I take from this that families who are not making progress after the first month need another alternative. It is also my sense that many families need a LOT more help than they are getting to be successful at home-based re-feeding. I look forward to data on what happens in terms of long-term prognosis for those patients who do not respond early to FBT. Do they go on to worse outcomes regardless? Do they thrive with some other intervention? What IS the alternative?

I'm left with the continuing question of what the active ingredients in FBT really are, and which of them fail these families. I wonder what parts of FBT will then be discontinued: nutrition, family involvement, separating the patient from the illness, symptom focused treatment. If all the alternatives to FBT are in opposition to the principles of FBT then how will we know what works and why? Is this about FBT being the wrong direction or too lightly applied? What if FBT was done in a whole-family way IN the hospital or more intensively (as is done in 5-day intensive programs)?

Yes, my heart hurts at the parent reading this information who has struggled with a home-based approach and now feels defeated in the hardest and bravest thing he or she has ever done. Yet I do not wish for families to continue to struggle fruitlessly. We can't ignore or wish the data away - these are some of the best researchers in the business - but until we know of viable alternatives we do need to continue to ask: if not Maudsley, then what?

October 13, 2009

Reading cultural signs

Among the names I've collected in my life, 李 淑 徳 may be my favorite. Chinese was my major in college and I lived in Asia as a young adult, speaking and reading Chinese as I made my living teaching English to other young adults. They were in my class because their moms thought they were enriching their minds. In truth, it was more of a socially acceptable group dating service.

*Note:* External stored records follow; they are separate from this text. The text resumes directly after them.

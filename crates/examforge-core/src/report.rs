//! Marks extraction and exam summaries.
//!
//! Evaluation reports are free-form markdown. The only contract is the closing
//! `Total Marks Achieved: X/Y` line, which is matched leniently.

use std::sync::OnceLock;

use chrono::{DateTime, Utc};
use regex::Regex;
use serde::Serialize;
use uuid::Uuid;

use crate::model::{Answer, Board, Difficulty, ExamRecord, ExamStatus};

/// Marks pulled out of a report.
#[derive(Debug, Clone, Copy, PartialEq, Serialize)]
pub struct Marks {
    pub achieved: f64,
    pub total: f64,
}

impl Marks {
    /// Percentage of `out_of`, rounded to two decimals.
    pub fn percentage_of(&self, out_of: f64) -> Option<f64> {
        (out_of > 0.0).then(|| (self.achieved / out_of * 10_000.0).round() / 100.0)
    }
}

fn marks_regex() -> Option<&'static Regex> {
    static RE: OnceLock<Option<Regex>> = OnceLock::new();
    RE.get_or_init(|| {
        Regex::new(
            r"(?i)(total\s*marks\s*achieved|marks\s*obtained|score)\s*:?\s*(\d+(?:\.\d+)?)\s*(?:/|out\s*of)\s*(\d+(?:\.\d+)?)",
        )
        .ok()
    })
    .as_ref()
}

/// Extract `achieved/total` from a report.
///
/// The last "Total Marks Achieved" line wins; otherwise the last
/// "Marks Obtained" or "Score" line. Markdown emphasis is ignored.
pub fn extract_marks(report: &str) -> Option<Marks> {
    let plain = report.replace("**", "").replace("__", "");
    let mut best: Option<(bool, Marks)> = None;
    for caps in marks_regex()?.captures_iter(&plain) {
        let is_total = caps[1].to_lowercase().starts_with("total");
        let (Ok(achieved), Ok(total)) = (caps[2].parse::<f64>(), caps[3].parse::<f64>()) else {
            continue;
        };
        let marks = Marks { achieved, total };
        match best {
            Some((true, _)) if !is_total => {}
            _ => best = Some((is_total, marks)),
        }
    }
    best.map(|(_, marks)| marks)
}

/// Post-exam overview.
#[derive(Debug, Clone, Serialize)]
pub struct ExamSummary {
    pub exam_id: Uuid,
    pub student_name: String,
    pub board: Board,
    pub class_num: u8,
    pub subject: String,
    pub difficulty: Difficulty,
    pub status: ExamStatus,
    pub total_questions: usize,
    pub answered_questions: usize,
    pub unanswered_questions: usize,
    pub uploaded_files: usize,
    pub total_marks: u32,
    pub marks_achieved: Option<f64>,
    pub percentage: Option<f64>,
    pub duration_minutes: u32,
    pub time_taken_minutes: Option<i64>,
    pub started_at: Option<DateTime<Utc>>,
    pub submitted_at: Option<DateTime<Utc>>,
    pub evaluated_at: Option<DateTime<Utc>>,
}

impl ExamSummary {
    pub fn from_record(record: &ExamRecord) -> Self {
        let exam = &record.exam;
        let total_questions = record.question_count();
        let answered = record
            .questions
            .iter()
            .filter(|q| record.answer_for(q.id).is_some_and(Answer::is_satisfying))
            .count();
        let uploaded_files = record.answers.iter().map(|a| a.files.len()).sum();

        let marks = match exam.status {
            ExamStatus::Evaluated => exam.evaluation_report.as_deref().and_then(extract_marks),
            _ => None,
        };

        Self {
            exam_id: exam.id,
            student_name: exam.student.name.clone(),
            board: exam.board,
            class_num: exam.class_num,
            subject: exam.subject.clone(),
            difficulty: exam.difficulty,
            status: exam.status,
            total_questions,
            answered_questions: answered,
            unanswered_questions: total_questions - answered,
            uploaded_files,
            total_marks: exam.total_marks,
            marks_achieved: marks.map(|m| m.achieved),
            percentage: marks.and_then(|m| m.percentage_of(f64::from(exam.total_marks))),
            duration_minutes: exam.duration_minutes,
            time_taken_minutes: exam
                .started_at
                .zip(exam.submitted_at)
                .map(|(start, end)| (end - start).num_minutes()),
            started_at: exam.started_at,
            submitted_at: exam.submitted_at,
            evaluated_at: exam.evaluated_at,
        }
    }
}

Anyway, I used to speak - and sometimes dream in - a second language. Just enough to grasp the essential differences between Mandarin and English and to ponder the absurdity of my mother tongue. Chinese makes internal sense. English does NOT. The most common grammar question from my Chinese friends? "But, WHY?"

In Do Non-English Speaking Kids Get Dyslexia? we learn that dyslexia doesn't spare different writing systems, it takes a unique form according to the culture one is born into.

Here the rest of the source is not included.